**SUPPLIED RECORDS:**
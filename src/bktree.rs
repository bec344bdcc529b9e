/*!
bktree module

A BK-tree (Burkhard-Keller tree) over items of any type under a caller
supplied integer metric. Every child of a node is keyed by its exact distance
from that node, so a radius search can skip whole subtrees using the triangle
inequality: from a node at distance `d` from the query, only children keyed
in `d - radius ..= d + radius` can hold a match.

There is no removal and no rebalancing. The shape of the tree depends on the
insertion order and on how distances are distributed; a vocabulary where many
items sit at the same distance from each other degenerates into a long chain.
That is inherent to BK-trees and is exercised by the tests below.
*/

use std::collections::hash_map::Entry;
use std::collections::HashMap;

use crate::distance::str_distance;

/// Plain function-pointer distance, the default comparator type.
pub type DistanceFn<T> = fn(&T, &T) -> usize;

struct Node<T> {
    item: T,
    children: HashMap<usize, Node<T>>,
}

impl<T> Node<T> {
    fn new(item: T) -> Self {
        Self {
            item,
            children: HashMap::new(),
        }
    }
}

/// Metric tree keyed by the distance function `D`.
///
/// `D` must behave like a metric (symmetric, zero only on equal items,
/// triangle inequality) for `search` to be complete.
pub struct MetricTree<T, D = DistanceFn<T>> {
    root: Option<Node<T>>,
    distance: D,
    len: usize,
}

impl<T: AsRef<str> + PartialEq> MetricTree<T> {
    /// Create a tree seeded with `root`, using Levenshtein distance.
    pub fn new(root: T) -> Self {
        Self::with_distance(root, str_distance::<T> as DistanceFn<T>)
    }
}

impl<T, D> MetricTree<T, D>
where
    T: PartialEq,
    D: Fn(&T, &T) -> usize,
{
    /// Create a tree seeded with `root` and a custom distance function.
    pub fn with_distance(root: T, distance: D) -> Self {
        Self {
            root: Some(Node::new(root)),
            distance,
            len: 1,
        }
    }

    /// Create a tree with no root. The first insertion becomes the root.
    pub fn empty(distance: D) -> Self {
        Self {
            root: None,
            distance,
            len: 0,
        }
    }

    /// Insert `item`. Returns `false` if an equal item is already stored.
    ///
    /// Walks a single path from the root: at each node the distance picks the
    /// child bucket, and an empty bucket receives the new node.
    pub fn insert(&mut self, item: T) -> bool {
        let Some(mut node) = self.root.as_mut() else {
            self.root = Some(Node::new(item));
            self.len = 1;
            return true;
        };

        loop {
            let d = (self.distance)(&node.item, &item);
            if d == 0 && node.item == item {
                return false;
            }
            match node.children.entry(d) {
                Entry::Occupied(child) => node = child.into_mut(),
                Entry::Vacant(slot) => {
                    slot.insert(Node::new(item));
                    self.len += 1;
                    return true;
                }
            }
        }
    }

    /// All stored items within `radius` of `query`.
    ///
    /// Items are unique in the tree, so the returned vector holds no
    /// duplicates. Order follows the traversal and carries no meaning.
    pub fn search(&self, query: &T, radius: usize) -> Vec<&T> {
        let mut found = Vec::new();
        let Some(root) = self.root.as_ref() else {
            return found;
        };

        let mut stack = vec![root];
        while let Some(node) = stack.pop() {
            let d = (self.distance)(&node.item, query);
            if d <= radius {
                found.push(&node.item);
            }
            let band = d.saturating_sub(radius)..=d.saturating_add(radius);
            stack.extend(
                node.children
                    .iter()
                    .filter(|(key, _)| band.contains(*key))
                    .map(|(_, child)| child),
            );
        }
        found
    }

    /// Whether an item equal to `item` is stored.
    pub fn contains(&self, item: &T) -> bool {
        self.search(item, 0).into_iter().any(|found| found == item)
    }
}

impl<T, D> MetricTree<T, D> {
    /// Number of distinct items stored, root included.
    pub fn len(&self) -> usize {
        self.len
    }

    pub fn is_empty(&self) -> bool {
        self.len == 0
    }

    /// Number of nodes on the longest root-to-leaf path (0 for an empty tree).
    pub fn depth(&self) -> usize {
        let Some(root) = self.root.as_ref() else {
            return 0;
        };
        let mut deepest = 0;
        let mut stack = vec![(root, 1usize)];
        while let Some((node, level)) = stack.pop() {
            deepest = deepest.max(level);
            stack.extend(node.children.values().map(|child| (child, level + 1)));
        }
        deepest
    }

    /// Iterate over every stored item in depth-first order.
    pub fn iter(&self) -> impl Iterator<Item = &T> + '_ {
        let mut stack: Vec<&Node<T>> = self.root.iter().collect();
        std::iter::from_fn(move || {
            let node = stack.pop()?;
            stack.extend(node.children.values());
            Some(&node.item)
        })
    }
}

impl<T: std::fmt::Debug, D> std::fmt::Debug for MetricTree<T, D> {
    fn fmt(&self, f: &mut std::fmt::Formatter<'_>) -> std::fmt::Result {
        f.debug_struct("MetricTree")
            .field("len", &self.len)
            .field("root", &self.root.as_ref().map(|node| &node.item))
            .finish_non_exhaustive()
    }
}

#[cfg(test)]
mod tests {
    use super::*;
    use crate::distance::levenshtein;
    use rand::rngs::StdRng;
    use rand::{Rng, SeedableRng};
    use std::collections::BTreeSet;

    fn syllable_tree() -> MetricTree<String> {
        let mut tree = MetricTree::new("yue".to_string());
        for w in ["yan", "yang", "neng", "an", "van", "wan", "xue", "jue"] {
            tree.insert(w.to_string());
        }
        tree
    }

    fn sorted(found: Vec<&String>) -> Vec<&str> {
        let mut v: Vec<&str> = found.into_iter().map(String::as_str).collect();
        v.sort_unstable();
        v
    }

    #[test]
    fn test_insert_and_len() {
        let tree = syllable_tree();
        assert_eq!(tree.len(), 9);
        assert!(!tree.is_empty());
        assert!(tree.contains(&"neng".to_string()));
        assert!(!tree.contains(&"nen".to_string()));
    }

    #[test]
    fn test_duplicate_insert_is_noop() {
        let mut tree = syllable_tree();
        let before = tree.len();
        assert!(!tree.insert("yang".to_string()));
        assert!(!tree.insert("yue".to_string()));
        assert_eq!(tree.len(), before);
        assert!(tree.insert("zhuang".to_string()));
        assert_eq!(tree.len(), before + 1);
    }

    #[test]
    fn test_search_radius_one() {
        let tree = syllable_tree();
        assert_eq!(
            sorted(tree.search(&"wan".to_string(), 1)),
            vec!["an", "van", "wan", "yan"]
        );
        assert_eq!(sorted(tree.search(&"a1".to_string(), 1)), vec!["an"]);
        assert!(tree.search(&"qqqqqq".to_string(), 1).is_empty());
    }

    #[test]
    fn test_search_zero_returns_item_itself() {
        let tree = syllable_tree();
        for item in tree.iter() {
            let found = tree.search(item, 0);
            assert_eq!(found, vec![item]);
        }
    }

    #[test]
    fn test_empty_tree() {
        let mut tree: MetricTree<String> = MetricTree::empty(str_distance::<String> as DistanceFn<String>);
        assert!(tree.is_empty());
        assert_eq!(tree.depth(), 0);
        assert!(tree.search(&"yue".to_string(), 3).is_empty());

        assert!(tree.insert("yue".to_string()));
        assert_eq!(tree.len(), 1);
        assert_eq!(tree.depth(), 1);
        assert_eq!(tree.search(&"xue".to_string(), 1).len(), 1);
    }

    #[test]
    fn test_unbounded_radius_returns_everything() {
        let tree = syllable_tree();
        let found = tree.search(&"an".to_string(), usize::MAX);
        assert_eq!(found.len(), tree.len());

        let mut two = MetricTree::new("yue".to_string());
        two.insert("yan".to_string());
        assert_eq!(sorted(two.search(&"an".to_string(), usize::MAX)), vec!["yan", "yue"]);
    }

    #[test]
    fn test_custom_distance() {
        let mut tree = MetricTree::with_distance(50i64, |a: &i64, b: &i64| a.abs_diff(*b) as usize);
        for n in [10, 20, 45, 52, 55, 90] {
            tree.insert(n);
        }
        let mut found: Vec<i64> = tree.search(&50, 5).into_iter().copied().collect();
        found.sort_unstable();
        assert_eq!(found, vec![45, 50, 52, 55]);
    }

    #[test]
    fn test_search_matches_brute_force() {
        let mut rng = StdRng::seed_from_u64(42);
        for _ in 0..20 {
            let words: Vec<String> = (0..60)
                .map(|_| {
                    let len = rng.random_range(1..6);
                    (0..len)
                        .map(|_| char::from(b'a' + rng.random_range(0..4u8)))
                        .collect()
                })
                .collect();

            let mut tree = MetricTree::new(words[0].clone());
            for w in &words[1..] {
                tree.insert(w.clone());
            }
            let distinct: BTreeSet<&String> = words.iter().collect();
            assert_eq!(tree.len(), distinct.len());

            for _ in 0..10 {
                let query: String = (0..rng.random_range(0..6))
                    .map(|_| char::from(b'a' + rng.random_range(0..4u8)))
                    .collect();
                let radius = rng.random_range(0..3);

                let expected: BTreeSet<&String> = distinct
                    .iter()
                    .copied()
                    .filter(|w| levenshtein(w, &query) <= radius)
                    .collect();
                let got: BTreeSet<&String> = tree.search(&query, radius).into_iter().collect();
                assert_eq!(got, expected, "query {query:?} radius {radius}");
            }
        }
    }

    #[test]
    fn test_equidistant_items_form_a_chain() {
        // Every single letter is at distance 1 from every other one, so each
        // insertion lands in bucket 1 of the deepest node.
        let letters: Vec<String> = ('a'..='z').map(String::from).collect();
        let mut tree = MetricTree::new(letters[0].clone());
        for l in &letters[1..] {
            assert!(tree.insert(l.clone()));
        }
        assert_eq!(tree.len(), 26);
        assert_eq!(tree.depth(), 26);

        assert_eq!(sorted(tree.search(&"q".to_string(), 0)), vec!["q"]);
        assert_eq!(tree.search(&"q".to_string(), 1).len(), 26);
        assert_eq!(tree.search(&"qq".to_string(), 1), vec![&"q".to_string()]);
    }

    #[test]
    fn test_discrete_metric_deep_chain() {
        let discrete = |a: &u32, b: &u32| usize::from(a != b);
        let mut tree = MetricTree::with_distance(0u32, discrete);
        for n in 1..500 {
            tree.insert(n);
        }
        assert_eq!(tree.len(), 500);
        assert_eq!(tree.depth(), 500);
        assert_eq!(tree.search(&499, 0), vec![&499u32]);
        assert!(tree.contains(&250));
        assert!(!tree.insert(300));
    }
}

**PROBLEM DETAILS:** Check each line of the entries, and copy the ones that contain "children".

**ANSWER TO THIS EXERCISE:**
inequality: from a node at distance `d` from the query, only children keyed
    children: HashMap<usize, Node<T>>,
            children: HashMap::new(),
            match node.children.entry(d) {
                node.children
            stack.extend(node.children.values().map(|child| (child, level + 1)));
            stack.extend(node.children.values());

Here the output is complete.